Of all the entries below, retype only the lines from the one with "is in minutes." through the one with "use validator::ValidationError;", exactly as they appear.

*** Opening Data for review ***

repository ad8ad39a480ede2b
use chrono::{Duration, Utc};
use jsonwebtoken::{decode, encode, Algorithm, DecodingKey, EncodingKey, Header, Validation};
use serde::{Deserialize, Serialize};

use crate::error::{ErrorMessage, HttpError};

#[derive(Debug, Serialize, Deserialize)]
pub struct TokenClaims {
    pub sub: String,
    pub iat: usize,
    pub exp: usize,
}

/// Issues the backend session token for a local user id. `expires_in` is in minutes.
pub fn create_token(
    user_id: &str,
    secret: &[u8],
    expires_in: i64,
) -> Result<String, jsonwebtoken::errors::Error> {
    if user_id.is_empty() {
        return Err(jsonwebtoken::errors::ErrorKind::InvalidSubject.into());
    }

    let now = Utc::now();
    let iat = now.timestamp() as usize;
    let exp = (now + Duration::minutes(expires_in)).timestamp() as usize;
    let claims = TokenClaims {
        sub: user_id.to_string(),
        iat,
        exp,
    };

    encode(
        &Header::default(),
        &claims,
        &EncodingKey::from_secret(secret),
    )
}

pub fn decode_token<T: Into<String>>(token: T, secret: &[u8]) -> Result<String, HttpError> {
    let decoded = decode::<TokenClaims>(
        &token.into(),
        &DecodingKey::from_secret(secret),
        &Validation::new(Algorithm::HS256),
    );

    match decoded {
        Ok(token) => Ok(token.claims.sub),
        Err(_) => Err(HttpError::unauthorized(ErrorMessage::InvalidToken.to_string())),
    }
}
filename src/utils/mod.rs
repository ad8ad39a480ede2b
pub mod token;
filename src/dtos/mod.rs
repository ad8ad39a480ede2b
pub mod enrollmentdtos;
pub mod plandtos;
pub mod servicedtos;
pub mod userdtos;

use validator::ValidationError;

/// Names are trimmed before they are stored, so whitespace alone counts as empty.
pub(crate) fn validate_not_blank(value: &str) -> Result<(), ValidationError> {
    if value.trim().is_empty() {
        let mut error = ValidationError::new("blank");
        error.message = Some("Name cannot be blank".into());
        return Err(error);
    }
    Ok(())
}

*** Closing Data for review ***

__Result of this task__
/// Issues the backend session token for a local user id. `expires_in` is in minutes.
pub fn create_token(
    user_id: &str,
    secret: &[u8],
    expires_in: i64,
) -> Result<String, jsonwebtoken::errors::Error> {
    if user_id.is_empty() {
        return Err(jsonwebtoken::errors::ErrorKind::InvalidSubject.into());
    }

    let now = Utc::now();
    let iat = now.timestamp() as usize;
    let exp = (now + Duration::minutes(expires_in)).timestamp() as usize;
    let claims = TokenClaims {
        sub: user_id.to_string(),
        iat,
        exp,
    };

    encode(
        &Header::default(),
        &claims,
        &EncodingKey::from_secret(secret),
    )
}

pub fn decode_token<T: Into<String>>(token: T, secret: &[u8]) -> Result<String, HttpError> {
    let decoded = decode::<TokenClaims>(
        &token.into(),
        &DecodingKey::from_secret(secret),
        &Validation::new(Algorithm::HS256),
    );

    match decoded {
        Ok(token) => Ok(token.claims.sub),
        Err(_) => Err(HttpError::unauthorized(ErrorMessage::InvalidToken.to_string())),
    }
}
filename src/utils/mod.rs
repository ad8ad39a480ede2b
pub mod token;
filename src/dtos/mod.rs
repository ad8ad39a480ede2b
pub mod enrollmentdtos;
pub mod plandtos;
pub mod servicedtos;
pub mod userdtos;

use validator::ValidationError;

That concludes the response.